AVAILABLE DATA =>
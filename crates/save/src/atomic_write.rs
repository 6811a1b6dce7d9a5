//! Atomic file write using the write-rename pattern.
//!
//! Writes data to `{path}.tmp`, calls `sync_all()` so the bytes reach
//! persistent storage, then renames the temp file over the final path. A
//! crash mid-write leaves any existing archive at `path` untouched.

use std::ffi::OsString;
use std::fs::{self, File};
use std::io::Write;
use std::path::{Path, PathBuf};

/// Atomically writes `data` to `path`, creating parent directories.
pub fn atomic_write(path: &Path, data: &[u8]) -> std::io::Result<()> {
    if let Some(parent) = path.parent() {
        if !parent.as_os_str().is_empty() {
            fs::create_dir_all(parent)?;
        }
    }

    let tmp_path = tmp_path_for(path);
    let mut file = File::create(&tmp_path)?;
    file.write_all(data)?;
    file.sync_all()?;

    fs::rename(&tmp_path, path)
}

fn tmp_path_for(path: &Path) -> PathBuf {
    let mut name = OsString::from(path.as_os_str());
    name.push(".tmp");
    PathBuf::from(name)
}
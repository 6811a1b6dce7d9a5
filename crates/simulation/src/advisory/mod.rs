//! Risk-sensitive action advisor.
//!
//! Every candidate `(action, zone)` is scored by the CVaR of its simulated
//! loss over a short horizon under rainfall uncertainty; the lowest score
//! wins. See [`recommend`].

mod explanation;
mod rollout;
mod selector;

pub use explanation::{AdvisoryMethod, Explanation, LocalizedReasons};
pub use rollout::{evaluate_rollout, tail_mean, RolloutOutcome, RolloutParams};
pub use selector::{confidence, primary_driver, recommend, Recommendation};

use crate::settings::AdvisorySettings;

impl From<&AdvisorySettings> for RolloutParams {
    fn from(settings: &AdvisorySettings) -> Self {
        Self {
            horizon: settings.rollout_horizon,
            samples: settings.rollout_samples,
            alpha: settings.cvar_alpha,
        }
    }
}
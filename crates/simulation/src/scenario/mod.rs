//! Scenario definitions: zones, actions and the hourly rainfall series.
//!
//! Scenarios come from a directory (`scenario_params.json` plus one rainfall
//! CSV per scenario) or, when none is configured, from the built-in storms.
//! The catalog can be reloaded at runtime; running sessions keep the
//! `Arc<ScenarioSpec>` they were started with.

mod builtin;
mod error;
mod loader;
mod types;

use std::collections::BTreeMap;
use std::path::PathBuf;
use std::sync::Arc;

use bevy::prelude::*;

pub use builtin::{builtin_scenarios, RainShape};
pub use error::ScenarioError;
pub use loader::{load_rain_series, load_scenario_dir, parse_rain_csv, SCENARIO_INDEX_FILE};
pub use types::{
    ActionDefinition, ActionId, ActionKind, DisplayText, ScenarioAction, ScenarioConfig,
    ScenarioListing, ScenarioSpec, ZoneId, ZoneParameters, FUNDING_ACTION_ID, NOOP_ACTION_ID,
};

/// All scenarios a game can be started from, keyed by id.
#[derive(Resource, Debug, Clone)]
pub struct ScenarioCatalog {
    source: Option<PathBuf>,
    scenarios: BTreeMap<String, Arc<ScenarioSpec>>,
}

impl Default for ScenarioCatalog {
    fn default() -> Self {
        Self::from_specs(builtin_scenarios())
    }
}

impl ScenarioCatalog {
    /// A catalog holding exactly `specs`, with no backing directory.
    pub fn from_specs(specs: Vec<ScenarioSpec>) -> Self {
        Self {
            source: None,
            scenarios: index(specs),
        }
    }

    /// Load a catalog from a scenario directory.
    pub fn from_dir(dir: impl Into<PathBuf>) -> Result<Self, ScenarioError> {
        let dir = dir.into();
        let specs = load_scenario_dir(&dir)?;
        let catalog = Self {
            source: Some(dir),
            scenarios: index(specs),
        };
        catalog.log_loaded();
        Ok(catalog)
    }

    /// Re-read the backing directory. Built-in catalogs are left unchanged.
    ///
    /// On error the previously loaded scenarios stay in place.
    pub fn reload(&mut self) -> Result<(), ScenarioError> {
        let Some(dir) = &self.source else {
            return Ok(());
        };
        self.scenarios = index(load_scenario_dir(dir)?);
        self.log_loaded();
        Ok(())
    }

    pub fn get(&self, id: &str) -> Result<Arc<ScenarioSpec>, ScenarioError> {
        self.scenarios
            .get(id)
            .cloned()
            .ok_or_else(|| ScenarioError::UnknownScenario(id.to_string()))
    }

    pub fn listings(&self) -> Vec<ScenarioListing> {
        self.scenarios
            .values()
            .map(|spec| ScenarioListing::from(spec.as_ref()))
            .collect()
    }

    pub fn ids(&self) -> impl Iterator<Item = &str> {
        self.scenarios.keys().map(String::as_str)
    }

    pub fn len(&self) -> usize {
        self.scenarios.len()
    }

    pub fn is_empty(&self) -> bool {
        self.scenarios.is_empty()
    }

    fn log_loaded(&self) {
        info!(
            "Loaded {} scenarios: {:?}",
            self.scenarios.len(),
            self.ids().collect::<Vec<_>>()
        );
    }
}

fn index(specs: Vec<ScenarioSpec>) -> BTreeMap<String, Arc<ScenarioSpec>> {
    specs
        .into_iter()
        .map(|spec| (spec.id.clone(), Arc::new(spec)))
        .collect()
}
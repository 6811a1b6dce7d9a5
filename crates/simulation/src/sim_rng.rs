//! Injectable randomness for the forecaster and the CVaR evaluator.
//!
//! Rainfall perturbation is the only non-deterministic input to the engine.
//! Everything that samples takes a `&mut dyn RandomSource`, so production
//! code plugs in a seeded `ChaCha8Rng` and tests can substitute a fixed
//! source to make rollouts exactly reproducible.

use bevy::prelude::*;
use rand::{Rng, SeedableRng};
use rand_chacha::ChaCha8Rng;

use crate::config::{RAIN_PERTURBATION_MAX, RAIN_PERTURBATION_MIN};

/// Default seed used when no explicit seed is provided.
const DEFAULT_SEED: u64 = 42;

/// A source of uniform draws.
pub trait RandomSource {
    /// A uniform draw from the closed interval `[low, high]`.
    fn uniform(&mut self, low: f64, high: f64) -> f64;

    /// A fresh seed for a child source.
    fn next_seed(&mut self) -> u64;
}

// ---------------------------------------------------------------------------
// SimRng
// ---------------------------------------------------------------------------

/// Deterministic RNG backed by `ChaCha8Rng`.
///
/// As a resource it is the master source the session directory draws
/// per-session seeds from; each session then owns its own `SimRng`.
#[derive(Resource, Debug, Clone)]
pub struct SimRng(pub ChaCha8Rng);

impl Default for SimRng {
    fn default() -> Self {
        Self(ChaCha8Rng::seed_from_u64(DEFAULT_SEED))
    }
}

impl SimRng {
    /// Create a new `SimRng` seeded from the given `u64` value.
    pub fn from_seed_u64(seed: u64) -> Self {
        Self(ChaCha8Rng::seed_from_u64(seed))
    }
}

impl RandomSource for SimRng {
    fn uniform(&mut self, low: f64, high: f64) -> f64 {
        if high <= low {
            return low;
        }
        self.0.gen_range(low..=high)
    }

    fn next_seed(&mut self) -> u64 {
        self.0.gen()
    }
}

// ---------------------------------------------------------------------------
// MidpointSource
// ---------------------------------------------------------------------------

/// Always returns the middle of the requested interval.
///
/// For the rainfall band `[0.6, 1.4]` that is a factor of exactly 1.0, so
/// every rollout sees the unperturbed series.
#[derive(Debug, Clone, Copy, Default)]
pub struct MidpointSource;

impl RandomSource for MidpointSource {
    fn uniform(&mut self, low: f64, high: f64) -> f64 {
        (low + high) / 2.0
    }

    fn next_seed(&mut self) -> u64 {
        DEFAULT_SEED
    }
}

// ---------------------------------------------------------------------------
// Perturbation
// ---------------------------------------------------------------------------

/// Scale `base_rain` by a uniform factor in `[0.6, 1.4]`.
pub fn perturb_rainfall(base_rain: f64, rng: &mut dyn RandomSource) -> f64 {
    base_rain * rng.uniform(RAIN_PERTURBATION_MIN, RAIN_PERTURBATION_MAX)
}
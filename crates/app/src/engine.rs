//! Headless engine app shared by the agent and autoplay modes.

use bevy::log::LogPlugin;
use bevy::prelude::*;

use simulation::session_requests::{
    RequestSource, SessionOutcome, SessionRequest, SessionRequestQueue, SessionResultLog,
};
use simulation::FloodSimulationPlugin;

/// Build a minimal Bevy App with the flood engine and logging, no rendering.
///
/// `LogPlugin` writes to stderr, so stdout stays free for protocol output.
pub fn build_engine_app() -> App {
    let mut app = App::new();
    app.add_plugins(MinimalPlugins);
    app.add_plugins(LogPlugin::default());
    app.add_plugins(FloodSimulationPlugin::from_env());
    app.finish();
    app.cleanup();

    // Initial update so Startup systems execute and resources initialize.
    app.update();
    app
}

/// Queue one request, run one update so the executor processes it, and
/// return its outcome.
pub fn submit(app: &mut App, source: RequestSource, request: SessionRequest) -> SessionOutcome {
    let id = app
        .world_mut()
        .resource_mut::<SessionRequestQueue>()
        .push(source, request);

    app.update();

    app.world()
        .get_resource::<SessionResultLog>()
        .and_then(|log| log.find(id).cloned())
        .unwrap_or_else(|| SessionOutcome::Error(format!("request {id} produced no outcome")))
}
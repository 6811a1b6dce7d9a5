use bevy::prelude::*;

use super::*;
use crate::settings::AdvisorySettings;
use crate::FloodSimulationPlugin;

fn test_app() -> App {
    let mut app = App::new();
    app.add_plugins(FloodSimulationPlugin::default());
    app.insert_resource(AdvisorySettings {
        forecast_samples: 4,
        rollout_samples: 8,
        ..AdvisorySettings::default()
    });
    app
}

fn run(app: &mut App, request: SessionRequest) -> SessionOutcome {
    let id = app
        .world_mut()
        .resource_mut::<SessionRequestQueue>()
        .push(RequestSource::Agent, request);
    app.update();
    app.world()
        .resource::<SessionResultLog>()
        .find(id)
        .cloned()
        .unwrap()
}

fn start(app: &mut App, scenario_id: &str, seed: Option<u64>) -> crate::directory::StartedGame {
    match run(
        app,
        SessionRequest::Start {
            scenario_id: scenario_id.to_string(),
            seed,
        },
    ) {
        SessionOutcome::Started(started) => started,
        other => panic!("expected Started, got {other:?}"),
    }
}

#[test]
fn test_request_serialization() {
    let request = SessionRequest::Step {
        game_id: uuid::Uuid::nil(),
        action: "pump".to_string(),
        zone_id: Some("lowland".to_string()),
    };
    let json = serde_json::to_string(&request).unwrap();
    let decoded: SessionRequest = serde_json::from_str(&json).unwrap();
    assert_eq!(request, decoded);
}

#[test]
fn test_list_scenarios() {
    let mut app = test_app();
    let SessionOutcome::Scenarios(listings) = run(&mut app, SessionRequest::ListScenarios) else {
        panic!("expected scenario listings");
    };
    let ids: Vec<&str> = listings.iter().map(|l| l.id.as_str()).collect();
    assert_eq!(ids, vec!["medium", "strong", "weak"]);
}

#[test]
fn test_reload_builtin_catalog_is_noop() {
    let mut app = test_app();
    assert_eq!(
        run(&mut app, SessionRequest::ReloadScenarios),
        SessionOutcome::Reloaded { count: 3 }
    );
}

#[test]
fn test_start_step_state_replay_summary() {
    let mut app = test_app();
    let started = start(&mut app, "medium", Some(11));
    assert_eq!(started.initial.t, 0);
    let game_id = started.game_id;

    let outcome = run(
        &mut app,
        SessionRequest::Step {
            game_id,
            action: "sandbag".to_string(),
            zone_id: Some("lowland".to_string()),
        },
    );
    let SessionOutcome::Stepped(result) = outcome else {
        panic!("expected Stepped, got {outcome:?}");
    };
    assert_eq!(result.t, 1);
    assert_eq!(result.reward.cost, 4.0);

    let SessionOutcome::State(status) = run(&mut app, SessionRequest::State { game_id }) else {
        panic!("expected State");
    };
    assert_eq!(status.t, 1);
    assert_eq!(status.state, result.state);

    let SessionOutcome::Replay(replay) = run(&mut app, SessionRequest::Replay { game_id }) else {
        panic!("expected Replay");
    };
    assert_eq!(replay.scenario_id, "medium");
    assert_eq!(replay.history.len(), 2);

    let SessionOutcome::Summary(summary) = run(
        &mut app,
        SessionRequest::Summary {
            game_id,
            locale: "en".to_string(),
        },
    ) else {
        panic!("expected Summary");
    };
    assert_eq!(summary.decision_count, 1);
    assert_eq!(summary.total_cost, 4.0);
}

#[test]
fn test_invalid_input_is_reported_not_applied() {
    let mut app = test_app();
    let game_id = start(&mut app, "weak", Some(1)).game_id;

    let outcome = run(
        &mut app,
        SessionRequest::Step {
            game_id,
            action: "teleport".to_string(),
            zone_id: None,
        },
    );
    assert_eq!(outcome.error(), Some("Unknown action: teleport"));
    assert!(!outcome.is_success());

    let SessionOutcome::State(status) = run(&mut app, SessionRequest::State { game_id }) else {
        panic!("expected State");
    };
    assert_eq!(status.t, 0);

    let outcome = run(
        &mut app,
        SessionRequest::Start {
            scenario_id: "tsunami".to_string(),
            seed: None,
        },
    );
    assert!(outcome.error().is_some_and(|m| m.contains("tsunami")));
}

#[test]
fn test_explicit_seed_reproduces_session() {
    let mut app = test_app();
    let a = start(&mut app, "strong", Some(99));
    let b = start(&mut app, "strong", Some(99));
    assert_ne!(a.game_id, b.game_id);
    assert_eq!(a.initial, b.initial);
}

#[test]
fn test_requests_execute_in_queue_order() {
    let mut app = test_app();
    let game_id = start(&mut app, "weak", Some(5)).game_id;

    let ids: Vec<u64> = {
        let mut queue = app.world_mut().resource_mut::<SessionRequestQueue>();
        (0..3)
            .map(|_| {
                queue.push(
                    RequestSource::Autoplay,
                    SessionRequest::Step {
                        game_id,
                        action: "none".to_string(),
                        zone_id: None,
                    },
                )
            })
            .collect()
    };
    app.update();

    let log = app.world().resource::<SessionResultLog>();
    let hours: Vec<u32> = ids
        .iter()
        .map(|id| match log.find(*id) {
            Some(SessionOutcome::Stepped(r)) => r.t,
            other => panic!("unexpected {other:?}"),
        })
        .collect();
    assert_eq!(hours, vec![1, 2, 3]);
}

---

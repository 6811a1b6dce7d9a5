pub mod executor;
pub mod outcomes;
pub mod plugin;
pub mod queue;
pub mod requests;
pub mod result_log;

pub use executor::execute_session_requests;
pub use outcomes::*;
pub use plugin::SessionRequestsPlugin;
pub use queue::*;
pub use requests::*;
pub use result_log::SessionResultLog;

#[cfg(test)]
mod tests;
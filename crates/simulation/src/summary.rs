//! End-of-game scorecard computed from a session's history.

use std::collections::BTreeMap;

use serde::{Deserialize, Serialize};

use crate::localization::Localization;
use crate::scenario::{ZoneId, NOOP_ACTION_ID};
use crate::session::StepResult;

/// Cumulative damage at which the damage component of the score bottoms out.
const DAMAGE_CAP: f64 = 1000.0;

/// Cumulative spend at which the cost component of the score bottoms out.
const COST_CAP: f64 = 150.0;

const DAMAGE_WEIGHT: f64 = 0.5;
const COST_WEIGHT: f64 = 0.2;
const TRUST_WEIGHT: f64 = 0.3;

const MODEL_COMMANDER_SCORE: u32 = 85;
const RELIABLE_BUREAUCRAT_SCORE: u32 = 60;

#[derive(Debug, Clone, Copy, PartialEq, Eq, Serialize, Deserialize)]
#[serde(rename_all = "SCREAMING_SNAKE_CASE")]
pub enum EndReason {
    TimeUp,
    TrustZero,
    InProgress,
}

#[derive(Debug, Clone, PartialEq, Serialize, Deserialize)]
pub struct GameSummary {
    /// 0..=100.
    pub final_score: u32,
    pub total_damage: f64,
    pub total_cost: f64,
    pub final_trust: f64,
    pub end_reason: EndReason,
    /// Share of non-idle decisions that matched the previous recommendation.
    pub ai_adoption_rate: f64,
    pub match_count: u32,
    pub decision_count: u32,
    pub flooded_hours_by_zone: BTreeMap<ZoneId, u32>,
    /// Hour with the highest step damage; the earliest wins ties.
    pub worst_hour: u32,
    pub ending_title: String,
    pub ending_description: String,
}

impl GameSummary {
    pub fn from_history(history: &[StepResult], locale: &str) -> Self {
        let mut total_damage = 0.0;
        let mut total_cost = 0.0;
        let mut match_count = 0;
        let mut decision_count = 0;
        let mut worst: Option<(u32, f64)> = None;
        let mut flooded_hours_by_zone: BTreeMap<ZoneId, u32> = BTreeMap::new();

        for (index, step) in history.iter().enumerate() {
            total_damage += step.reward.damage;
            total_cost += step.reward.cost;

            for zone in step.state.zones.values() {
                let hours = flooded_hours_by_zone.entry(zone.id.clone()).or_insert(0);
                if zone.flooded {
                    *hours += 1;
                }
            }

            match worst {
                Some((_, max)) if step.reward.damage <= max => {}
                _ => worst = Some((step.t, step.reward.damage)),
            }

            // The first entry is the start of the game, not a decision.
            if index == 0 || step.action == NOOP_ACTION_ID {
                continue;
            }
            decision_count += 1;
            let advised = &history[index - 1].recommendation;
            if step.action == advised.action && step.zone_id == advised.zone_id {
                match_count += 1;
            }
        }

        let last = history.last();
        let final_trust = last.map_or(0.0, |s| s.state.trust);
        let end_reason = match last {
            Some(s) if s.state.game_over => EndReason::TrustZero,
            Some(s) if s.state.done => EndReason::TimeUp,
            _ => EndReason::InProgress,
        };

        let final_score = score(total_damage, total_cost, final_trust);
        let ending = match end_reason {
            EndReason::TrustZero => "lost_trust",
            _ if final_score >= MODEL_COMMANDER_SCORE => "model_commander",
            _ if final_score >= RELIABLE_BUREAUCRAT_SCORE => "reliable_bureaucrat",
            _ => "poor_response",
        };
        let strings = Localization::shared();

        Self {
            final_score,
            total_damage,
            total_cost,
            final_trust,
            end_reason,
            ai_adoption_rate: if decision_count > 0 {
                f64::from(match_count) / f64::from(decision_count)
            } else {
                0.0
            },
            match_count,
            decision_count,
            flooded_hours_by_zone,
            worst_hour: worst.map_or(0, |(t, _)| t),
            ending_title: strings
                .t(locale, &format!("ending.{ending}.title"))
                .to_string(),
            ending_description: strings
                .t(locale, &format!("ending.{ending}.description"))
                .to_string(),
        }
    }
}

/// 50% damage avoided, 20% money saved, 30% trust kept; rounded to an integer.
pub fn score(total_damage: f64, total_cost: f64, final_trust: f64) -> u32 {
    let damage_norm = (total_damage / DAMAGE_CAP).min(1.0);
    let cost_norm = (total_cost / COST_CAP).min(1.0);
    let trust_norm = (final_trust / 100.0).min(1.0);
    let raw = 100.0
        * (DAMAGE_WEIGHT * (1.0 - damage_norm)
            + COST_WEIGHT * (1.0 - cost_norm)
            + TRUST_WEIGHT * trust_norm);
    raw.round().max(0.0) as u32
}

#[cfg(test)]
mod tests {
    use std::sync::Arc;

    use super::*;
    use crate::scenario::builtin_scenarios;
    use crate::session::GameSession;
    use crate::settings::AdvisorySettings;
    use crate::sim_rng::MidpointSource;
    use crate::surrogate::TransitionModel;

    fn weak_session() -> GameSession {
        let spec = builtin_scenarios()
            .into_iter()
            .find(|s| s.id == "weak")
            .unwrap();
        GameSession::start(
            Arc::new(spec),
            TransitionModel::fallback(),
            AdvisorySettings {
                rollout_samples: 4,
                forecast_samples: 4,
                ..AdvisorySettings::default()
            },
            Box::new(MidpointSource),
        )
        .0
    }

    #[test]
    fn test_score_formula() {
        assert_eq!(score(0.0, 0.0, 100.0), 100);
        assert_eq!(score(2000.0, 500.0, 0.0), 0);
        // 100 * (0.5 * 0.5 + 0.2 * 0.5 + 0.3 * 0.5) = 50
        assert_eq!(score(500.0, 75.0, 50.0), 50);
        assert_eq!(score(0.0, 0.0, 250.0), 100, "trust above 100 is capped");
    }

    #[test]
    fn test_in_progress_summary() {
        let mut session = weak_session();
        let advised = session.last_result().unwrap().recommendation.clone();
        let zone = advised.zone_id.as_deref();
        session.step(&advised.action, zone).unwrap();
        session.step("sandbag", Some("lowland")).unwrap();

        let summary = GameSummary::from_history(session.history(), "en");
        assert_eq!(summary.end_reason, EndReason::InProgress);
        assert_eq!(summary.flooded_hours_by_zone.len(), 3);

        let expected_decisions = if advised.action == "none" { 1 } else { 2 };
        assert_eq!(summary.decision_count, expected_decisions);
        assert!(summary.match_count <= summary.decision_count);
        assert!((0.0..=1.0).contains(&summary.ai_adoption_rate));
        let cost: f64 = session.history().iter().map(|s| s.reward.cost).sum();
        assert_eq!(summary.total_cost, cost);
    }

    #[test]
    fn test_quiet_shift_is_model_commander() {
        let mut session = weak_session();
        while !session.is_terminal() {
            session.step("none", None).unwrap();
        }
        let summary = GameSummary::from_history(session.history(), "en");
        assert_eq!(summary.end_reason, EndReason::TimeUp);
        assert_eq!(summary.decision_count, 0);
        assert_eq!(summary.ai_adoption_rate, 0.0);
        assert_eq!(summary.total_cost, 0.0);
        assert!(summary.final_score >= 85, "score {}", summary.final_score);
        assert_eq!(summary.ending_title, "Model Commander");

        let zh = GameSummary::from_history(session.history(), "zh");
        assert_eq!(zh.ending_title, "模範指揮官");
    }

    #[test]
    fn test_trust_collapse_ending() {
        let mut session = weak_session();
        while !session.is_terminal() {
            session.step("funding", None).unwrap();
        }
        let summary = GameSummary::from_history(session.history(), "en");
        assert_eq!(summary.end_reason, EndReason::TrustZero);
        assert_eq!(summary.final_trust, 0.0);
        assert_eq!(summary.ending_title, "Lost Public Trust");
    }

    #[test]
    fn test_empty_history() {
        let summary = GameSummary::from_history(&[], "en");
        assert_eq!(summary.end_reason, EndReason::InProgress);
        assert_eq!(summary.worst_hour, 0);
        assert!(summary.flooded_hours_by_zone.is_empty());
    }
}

TASK => In the data above, find the line with "filename crates/save/src/atomic_write.rs" and the line with "fs::create_dir_all(parent)?;". Retype both, plus every line between them, exactly.

EXERCISE RESPONSE =>
filename crates/save/src/atomic_write.rs
repository 6811a1b6dce7d9a5
//! Atomic file write using the write-rename pattern.
//!
//! Writes data to `{path}.tmp`, calls `sync_all()` so the bytes reach
//! persistent storage, then renames the temp file over the final path. A
//! crash mid-write leaves any existing archive at `path` untouched.

use std::ffi::OsString;
use std::fs::{self, File};
use std::io::Write;
use std::path::{Path, PathBuf};

/// Atomically writes `data` to `path`, creating parent directories.
pub fn atomic_write(path: &Path, data: &[u8]) -> std::io::Result<()> {
    if let Some(parent) = path.parent() {
        if !parent.as_os_str().is_empty() {
            fs::create_dir_all(parent)?;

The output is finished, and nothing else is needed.